FTC zeros in on telehealth startups sharing consumer data with third parties

The Federal Trade Commission said it is expecting to look into more telehealth startups who are sharing consumer data with third parties, The Wall Street Journal reported March 26. 

Telehealth apps that have been adopting data-sharing practices are likely to face scrutiny by the FTC as the organization looks to increase its watch over consumer health data and privacy. 

"We're very concerned by how easy it is for consumers to hand over their most sensitive information," Miles Plant, senior privacy and data security attorney at the FTC, told the Journal.  

Mr.

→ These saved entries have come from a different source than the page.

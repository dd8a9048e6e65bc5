//! Teardown requests.
//!
//! Two request shapes exist in the wild: one names the release directly, the
//! other names the repository it was built from. Both normalize into a single
//! versioned [`TeardownRequest`] whose naming mode is an explicit tag, and are
//! resolved once at entry into a [`ResolvedTeardown`].

use std::time::Duration;

use serde::{Deserialize, Serialize};
use serde_json::Value;

use crate::errors::InputError;
use crate::identity::{self, ReleaseIdentity, SourceIdentifiers};

/// Schema version written into new requests.
pub const REQUEST_VERSION: u32 = 2;

fn current_version() -> u32 {
    REQUEST_VERSION
}

fn default_wait() -> bool {
    true
}

/// How the release for a run is named.
#[derive(Debug, Clone, PartialEq, Eq, Serialize, Deserialize)]
#[serde(tag = "mode", rename_all = "snake_case")]
pub enum Naming {
    /// Release name given verbatim.
    Explicit {
        #[serde(rename = "releaseName")]
        release_name: String,
    },
    /// Release name derived from source identifiers.
    Derived(SourceIdentifiers),
}

/// Immutable input to one teardown run.
#[derive(Debug, Clone, PartialEq, Eq, Serialize, Deserialize)]
#[serde(rename_all = "camelCase")]
pub struct TeardownRequest {
    #[serde(default = "current_version")]
    pub version: u32,
    pub naming: Naming,
    /// Falls back to the configured namespace when absent.
    #[serde(default, skip_serializing_if = "Option::is_none")]
    pub namespace: Option<String>,
    /// Verify that workloads are gone after the uninstall.
    #[serde(default = "default_wait")]
    pub wait: bool,
    /// Ceiling handed to the uninstall itself.
    #[serde(
        default,
        with = "humantime_serde",
        skip_serializing_if = "Option::is_none"
    )]
    pub timeout: Option<Duration>,
    #[serde(default)]
    pub dry_run: bool,
}

impl TeardownRequest {
    /// Request teardown of a release by its exact name.
    pub fn for_release(name: impl Into<String>) -> Self {
        Self::new(Naming::Explicit {
            release_name: name.into(),
        })
    }

    /// Request teardown of the release built from a repository/branch/PR.
    pub fn for_source(ids: SourceIdentifiers) -> Self {
        Self::new(Naming::Derived(ids))
    }

    fn new(naming: Naming) -> Self {
        Self {
            version: REQUEST_VERSION,
            naming,
            namespace: None,
            wait: true,
            timeout: None,
            dry_run: false,
        }
    }

    pub fn in_namespace(mut self, namespace: impl Into<String>) -> Self {
        self.namespace = Some(namespace.into());
        self
    }

    pub fn with_wait(mut self, wait: bool) -> Self {
        self.wait = wait;
        self
    }

    /// Set the uninstall ceiling. A zero duration clears it.
    pub fn with_timeout(mut self, timeout: Duration) -> Self {
        self.timeout = (!timeout.is_zero()).then_some(timeout);
        self
    }

    pub fn with_dry_run(mut self, dry_run: bool) -> Self {
        self.dry_run = dry_run;
        self
    }

    /// Compute the release identity for this request.
    pub fn identity(&self) -> Result<ReleaseIdentity, InputError> {
        match &self.naming {
            Naming::Explicit { release_name } => ReleaseIdentity::explicit(release_name),
            Naming::Derived(ids) => identity::resolve(ids),
        }
    }

    /// Reject schema versions this build does not understand.
    pub fn check_version(&self) -> Result<(), InputError> {
        if self.version == REQUEST_VERSION {
            Ok(())
        } else {
            Err(InputError::UnsupportedVersion {
                found: self.version,
                supported: REQUEST_VERSION,
            })
        }
    }

    /// Resolve the identity and namespace. Fails before any activity runs.
    pub fn resolve(&self, default_namespace: &str) -> Result<ResolvedTeardown, InputError> {
        self.check_version()?;
        let release = self.identity()?;
        let namespace = self
            .namespace
            .as_deref()
            .map(str::trim)
            .filter(|ns| !ns.is_empty())
            .unwrap_or(default_namespace.trim());
        if namespace.is_empty() {
            return Err(InputError::EmptyNamespace);
        }
        let source = match &self.naming {
            Naming::Derived(ids) => Some(ids.clone()),
            Naming::Explicit { .. } => None,
        };
        Ok(ResolvedTeardown {
            release,
            namespace: namespace.to_string(),
            wait: self.wait,
            timeout: self.timeout,
            dry_run: self.dry_run,
            source,
        })
    }
}

/// A request after identity resolution and namespace defaulting.
#[derive(Debug, Clone, PartialEq, Eq)]
pub struct ResolvedTeardown {
    pub release: ReleaseIdentity,
    pub namespace: String,
    pub wait: bool,
    pub timeout: Option<Duration>,
    pub dry_run: bool,
    pub source: Option<SourceIdentifiers>,
}

/// Timeout as given by callers: seconds or a duration string.
#[derive(Debug, Clone, Deserialize)]
#[serde(untagged)]
pub enum TimeoutValue {
    Seconds(u64),
    Text(String),
}

/// Loose request fields, as found in legacy documents or on the command line.
///
/// Either `release_name` or the repository identifiers may be set, never both.
#[derive(Debug, Clone, Default, Deserialize)]
#[serde(rename_all = "camelCase")]
pub struct RequestFields {
    pub release_name: Option<String>,
    pub github_org: Option<String>,
    pub repo_name: Option<String>,
    pub branch_name: Option<String>,
    pub pr_number: Option<u64>,
    pub namespace: Option<String>,
    pub wait: Option<bool>,
    pub timeout: Option<TimeoutValue>,
    pub dry_run: Option<bool>,
}

impl TryFrom<RequestFields> for TeardownRequest {
    type Error = InputError;

    fn try_from(legacy: RequestFields) -> Result<Self, Self::Error> {
        let has_source = legacy.github_org.is_some()
            || legacy.repo_name.is_some()
            || legacy.branch_name.is_some()
            || legacy.pr_number.is_some();

        let mut request = match (legacy.release_name, has_source) {
            (Some(_), true) => return Err(InputError::AmbiguousNaming),
            (Some(name), false) => TeardownRequest::for_release(name),
            (None, true) => {
                let org = legacy
                    .github_org
                    .ok_or(InputError::MissingIdentifier("githubOrg"))?;
                let repo = legacy
                    .repo_name
                    .ok_or(InputError::MissingIdentifier("repoName"))?;
                let branch = legacy
                    .branch_name
                    .ok_or(InputError::MissingIdentifier("branchName"))?;
                let ids = SourceIdentifiers::new(org, repo, branch)
                    .with_pr_number(legacy.pr_number.unwrap_or(0));
                TeardownRequest::for_source(ids)
            }
            (None, false) => return Err(InputError::MissingNaming),
        };

        request.namespace = legacy.namespace;
        request.wait = legacy.wait.unwrap_or(true);
        request.dry_run = legacy.dry_run.unwrap_or(false);
        if let Some(timeout) = legacy.timeout {
            let timeout = match timeout {
                TimeoutValue::Seconds(secs) => Duration::from_secs(secs),
                TimeoutValue::Text(text) => parse_duration(&text)?,
            };
            request = request.with_timeout(timeout);
        }
        Ok(request)
    }
}

/// Parse a request document in either the versioned or a legacy shape.
pub fn parse_request_document(json: &str) -> Result<TeardownRequest, InputError> {
    let value: Value =
        serde_json::from_str(json).map_err(|e| InputError::MalformedRequest(e.to_string()))?;

    let is_versioned = value
        .as_object()
        .map(|obj| obj.contains_key("naming"))
        .ok_or_else(|| InputError::MalformedRequest("expected a JSON object".to_string()))?;

    if is_versioned {
        let request: TeardownRequest = serde_json::from_value(value)
            .map_err(|e| InputError::MalformedRequest(e.to_string()))?;
        request.check_version()?;
        Ok(request)
    } else {
        let legacy: RequestFields = serde_json::from_value(value)
            .map_err(|e| InputError::MalformedRequest(e.to_string()))?;
        legacy.try_into()
    }
}

/// Parse `90s`, `5m`, `1h 30m`, or a bare number of seconds.
pub fn parse_duration(value: &str) -> Result<Duration, InputError> {
    let trimmed = value.trim();
    if let Ok(secs) = trimmed.parse::<u64>() {
        return Ok(Duration::from_secs(secs));
    }
    humantime::parse_duration(trimmed).map_err(|e| InputError::InvalidDuration {
        value: value.to_string(),
        message: e.to_string(),
    })
}
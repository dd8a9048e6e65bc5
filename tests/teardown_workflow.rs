//! End-to-end behaviour of the teardown workflow against scripted activities.

mod support;

use std::sync::Arc;
use std::time::Duration;

use tokio_util::sync::CancellationToken;

use undeploy::activities::{ActivityKind, DestroyResult, ValidateResult, VerifyResult};
use undeploy::errors::{ActivityError, InputError, TeardownError};
use undeploy::host::{RunId, RunOptions};
use undeploy::identity::SourceIdentifiers;
use undeploy::request::TeardownRequest;

use support::{ScriptedActivities, host, transient};

use ActivityKind::{Destroy, Validate, Verify};

#[tokio::test]
async fn test_full_teardown_validates_destroys_and_verifies() {
    let acts = Arc::new(ScriptedActivities::new());
    let (host, _) = host(acts.clone());

    let outcome = host
        .run_teardown(&TeardownRequest::for_release("web").in_namespace("apps"))
        .await
        .unwrap();

    assert!(outcome.success);
    assert_eq!(outcome.message, "Release web uninstalled. Status: uninstalled");
    assert_eq!(outcome.release, "web");
    assert_eq!(outcome.namespace, "apps");
    assert!(outcome.warnings.is_empty());
    assert_eq!(acts.kinds(), vec![Validate, Destroy, Verify]);
}

#[tokio::test]
async fn test_missing_release_never_destroys() {
    let acts = Arc::new(ScriptedActivities::new().validate_returns(Ok(ValidateResult::missing())));
    let (host, _) = host(acts.clone());

    let outcome = host
        .run_teardown(&TeardownRequest::for_release("ghost"))
        .await
        .unwrap();

    assert!(!outcome.success);
    assert!(outcome.message.contains("not found"));
    assert_eq!(acts.kinds(), vec![Validate]);
}

#[tokio::test]
async fn test_dry_run_of_existing_release_takes_no_action() {
    let acts = Arc::new(ScriptedActivities::new());
    let (host, _) = host(acts.clone());

    let outcome = host
        .run_teardown(&TeardownRequest::for_release("web").with_dry_run(true))
        .await
        .unwrap();

    assert!(outcome.success);
    assert!(outcome.message.contains("web"));
    assert!(outcome.message.contains("no destructive action"));
    assert_eq!(acts.kinds(), vec![Validate]);
}

#[tokio::test]
async fn test_dry_run_of_missing_release_reports_failure() {
    let acts = Arc::new(ScriptedActivities::new().validate_returns(Ok(ValidateResult::missing())));
    let (host, _) = host(acts.clone());

    let outcome = host
        .run_teardown(&TeardownRequest::for_release("ghost").with_dry_run(true))
        .await
        .unwrap();

    assert!(!outcome.success);
    assert!(outcome.message.contains("a real teardown would fail"));
}

#[tokio::test]
async fn test_no_wait_skips_verify() {
    let acts = Arc::new(ScriptedActivities::new());
    let (host, _) = host(acts.clone());

    let outcome = host
        .run_teardown(&TeardownRequest::for_release("web").with_wait(false))
        .await
        .unwrap();

    assert!(outcome.success);
    assert_eq!(acts.kinds(), vec![Validate, Destroy]);
    assert_eq!(acts.calls()[1].wait, Some(false));
}

#[tokio::test]
async fn test_rejected_uninstall_with_wait_skips_verify() {
    let acts = Arc::new(ScriptedActivities::new().destroy_returns(Ok(DestroyResult {
        succeeded: false,
        detail: "Failed to uninstall release: forbidden".to_string(),
    })));
    let (host, _) = host(acts.clone());

    let outcome = host
        .run_teardown(&TeardownRequest::for_release("web"))
        .await
        .unwrap();

    assert!(!outcome.success);
    assert_eq!(outcome.message, "Failed to uninstall release: forbidden");
    assert_eq!(acts.kinds(), vec![Validate, Destroy]);
}

#[tokio::test]
async fn test_verify_exhaustion_is_only_a_warning() {
    let acts = Arc::new(
        ScriptedActivities::new()
            .verify_returns(Err(transient("api unavailable")))
            .verify_returns(Err(transient("api unavailable"))),
    );
    let (host, _) = host(acts.clone());

    let outcome = host
        .run_teardown(&TeardownRequest::for_release("web"))
        .await
        .unwrap();

    assert!(outcome.success);
    assert_eq!(outcome.warnings.len(), 1);
    assert!(outcome.warnings[0].contains("api unavailable"));
    assert_eq!(acts.count(Verify), 2);
}

#[tokio::test]
async fn test_leftover_resources_are_a_warning() {
    let acts = Arc::new(ScriptedActivities::new().verify_returns(Ok(VerifyResult::from_counts(2, 1))));
    let (host, _) = host(acts.clone());

    let outcome = host
        .run_teardown(&TeardownRequest::for_release("web"))
        .await
        .unwrap();

    assert!(outcome.success);
    assert_eq!(outcome.warnings.len(), 1);
    assert!(outcome.warnings[0].contains("2 deployment(s) and 1 service(s)"));
}

#[tokio::test]
async fn test_transient_validate_failure_is_retried() {
    let acts = Arc::new(ScriptedActivities::new().validate_returns(Err(transient("connection refused"))));
    let (host, _) = host(acts.clone());

    let outcome = host
        .run_teardown(&TeardownRequest::for_release("web"))
        .await
        .unwrap();

    assert!(outcome.success);
    assert_eq!(acts.count(Validate), 2);
}

#[tokio::test]
async fn test_validate_exhaustion_fails_run_with_outcome() {
    let acts = Arc::new(
        ScriptedActivities::new()
            .validate_returns(Err(transient("connection refused")))
            .validate_returns(Err(transient("connection refused")))
            .validate_returns(Err(transient("connection refused"))),
    );
    let (host, _) = host(acts.clone());

    let err = host
        .run_teardown(&TeardownRequest::for_release("web"))
        .await
        .unwrap_err();

    match &err {
        TeardownError::ActivityFailed {
            activity, outcome, ..
        } => {
            assert_eq!(*activity, Validate);
            assert!(!outcome.success);
            assert_eq!(outcome.message, "Failed to validate release: connection refused");
        }
        other => panic!("Expected activity failure, got {other:?}"),
    }
    assert_eq!(acts.kinds(), vec![Validate, Validate, Validate]);
}

#[tokio::test]
async fn test_destroy_failure_detail_is_propagated_verbatim() {
    let detail = "uninstall: Release not loaded: web: timed out waiting for the condition";
    let acts = Arc::new(
        ScriptedActivities::new()
            .destroy_returns(Err(transient(detail)))
            .destroy_returns(Err(transient(detail)))
            .destroy_returns(Err(transient(detail))),
    );
    let (host, _) = host(acts.clone());

    let err = host
        .run_teardown(&TeardownRequest::for_release("web"))
        .await
        .unwrap_err();

    let outcome = err.outcome().expect("terminal outcome");
    assert_eq!(outcome.message, format!("Failed to undeploy release: {detail}"));
    assert_eq!(acts.count(Destroy), 3);
    assert_eq!(acts.count(Verify), 0);
}

#[tokio::test]
async fn test_non_retryable_destroy_error_is_not_retried() {
    let acts = Arc::new(
        ScriptedActivities::new().destroy_returns(Err(ActivityError::non_retryable("invalid chart"))),
    );
    let (host, _) = host(acts.clone());

    let err = host
        .run_teardown(&TeardownRequest::for_release("web"))
        .await
        .unwrap_err();

    assert!(matches!(err, TeardownError::ActivityFailed { activity: Destroy, .. }));
    assert_eq!(acts.count(Destroy), 1);
}

#[tokio::test]
async fn test_derived_identity_reaches_activities() {
    let acts = Arc::new(ScriptedActivities::new());
    let (host, _) = host(acts.clone());
    let request = TeardownRequest::for_source(
        SourceIdentifiers::new("acme", "My-App", "feature/thing").with_pr_number(42),
    )
    .in_namespace("preview");

    let outcome = host.run_teardown(&request).await.unwrap();

    assert_eq!(outcome.release, "my-app-pr-42");
    for call in acts.calls() {
        assert_eq!(call.release, "my-app-pr-42");
        assert_eq!(call.namespace, "preview");
    }
}

#[tokio::test]
async fn test_default_namespace_applies() {
    let acts = Arc::new(ScriptedActivities::new());
    let (host, _) = host(acts.clone());

    let outcome = host
        .run_teardown(&TeardownRequest::for_release("web"))
        .await
        .unwrap();

    assert_eq!(outcome.namespace, "default");
    assert_eq!(acts.calls()[0].namespace, "default");
}

#[tokio::test]
async fn test_timeout_bound_reaches_destroy() {
    let acts = Arc::new(ScriptedActivities::new());
    let (host, _) = host(acts.clone());

    host.run_teardown(&TeardownRequest::for_release("web").with_timeout(Duration::from_secs(900)))
        .await
        .unwrap();

    let destroy = acts.calls().into_iter().find(|c| c.kind == Destroy).unwrap();
    assert_eq!(destroy.timeout, Some(Duration::from_secs(900)));
}

#[tokio::test]
async fn test_input_errors_run_no_activities() {
    let acts = Arc::new(ScriptedActivities::new());
    let (host, store) = host(acts.clone());

    let err = host
        .run_teardown(&TeardownRequest::for_source(SourceIdentifiers::new(
            "acme", "***", "dev",
        )))
        .await
        .unwrap_err();

    assert!(matches!(
        err,
        TeardownError::Input(InputError::EmptyComponent { field: "repo", .. })
    ));
    assert!(acts.calls().is_empty());
    assert!(undeploy::host::HistoryStore::list_runs(store.as_ref()).unwrap().is_empty());
}

#[tokio::test]
async fn test_cancel_before_destroy_leaves_release_untouched() {
    let token = CancellationToken::new();
    let acts = Arc::new(ScriptedActivities::new().cancel_during_validate(token.clone()));
    let (host, _) = host(acts.clone());

    let outcome = host
        .run_teardown_with(
            &TeardownRequest::for_release("web"),
            RunOptions {
                run_id: None,
                cancel: Some(token),
            },
        )
        .await
        .unwrap();

    assert!(!outcome.success);
    assert!(outcome.message.contains("before any destructive action"));
    assert_eq!(acts.kinds(), vec![Validate]);
}

#[tokio::test]
async fn test_cancel_after_destroy_scheduled_still_completes_destroy() {
    let token = CancellationToken::new();
    let acts = Arc::new(ScriptedActivities::new().cancel_during_destroy(token.clone()));
    let (host, _) = host(acts.clone());

    let outcome = host
        .run_teardown_with(
            &TeardownRequest::for_release("web"),
            RunOptions {
                run_id: None,
                cancel: Some(token),
            },
        )
        .await
        .unwrap();

    assert!(outcome.success);
    assert_eq!(acts.kinds(), vec![Validate, Destroy]);
    assert_eq!(outcome.warnings.len(), 1);
    assert!(outcome.warnings[0].contains("cancelled"));
}

#[tokio::test]
async fn test_host_cancel_reaches_in_flight_run() {
    let acts = Arc::new(ScriptedActivities::new().destroy_takes(Duration::from_millis(100)));
    let (host, store) = host(acts.clone());
    let request = TeardownRequest::for_release("web").in_namespace("apps");
    let run_id = RunId::new("undeploy-apps-web").unwrap();

    let (outcome, cancelled) = tokio::join!(host.run_teardown(&request), async {
        tokio::time::sleep(Duration::from_millis(20)).await;
        host.cancel(&run_id).unwrap()
    });

    assert!(cancelled);
    let outcome = outcome.unwrap();
    assert!(outcome.success);
    assert_eq!(acts.kinds(), vec![Validate, Destroy]);
    let history = undeploy::host::HistoryStore::load(store.as_ref(), &run_id).unwrap();
    assert!(history.iter().any(|r| r.event.name() == "cancel_requested"));
}

#[tokio::test]
async fn test_cancel_of_idle_run_is_noop() {
    let acts = Arc::new(ScriptedActivities::new());
    let (host, _) = host(acts);
    assert!(!host.cancel(&RunId::new("nothing").unwrap()).unwrap());
}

Plant said the FTC will focus on how transparent the companies are about what data they are collecting, who they are disclosing it to and what they're using it for. 

This comes after the FTC cracked down on GoodRx and BetterHelp. 

GoodRx was required to pay $1.5 million to resolve that it was sharing patient data to advertise on Facebook and Google, as well had to notify its users that their information was improperly disclosed. 

Online therapy company BetterHelp, which is owned by Teladoc, was also required to pay $7.8 million to resolve allegations that it shared patients' sensitive health information to Facebook, Snapchat, Criteo and Pinterest for marketing purposes. 

"The fact that the agency is seeking money in a case like this is a strong signal that the FTC will continue to focus on health-privacy issues and will be broadly interpreting its authority," Daniel Kaufman, former deputy director of the FTC's bureau of consumer protection told the Journal.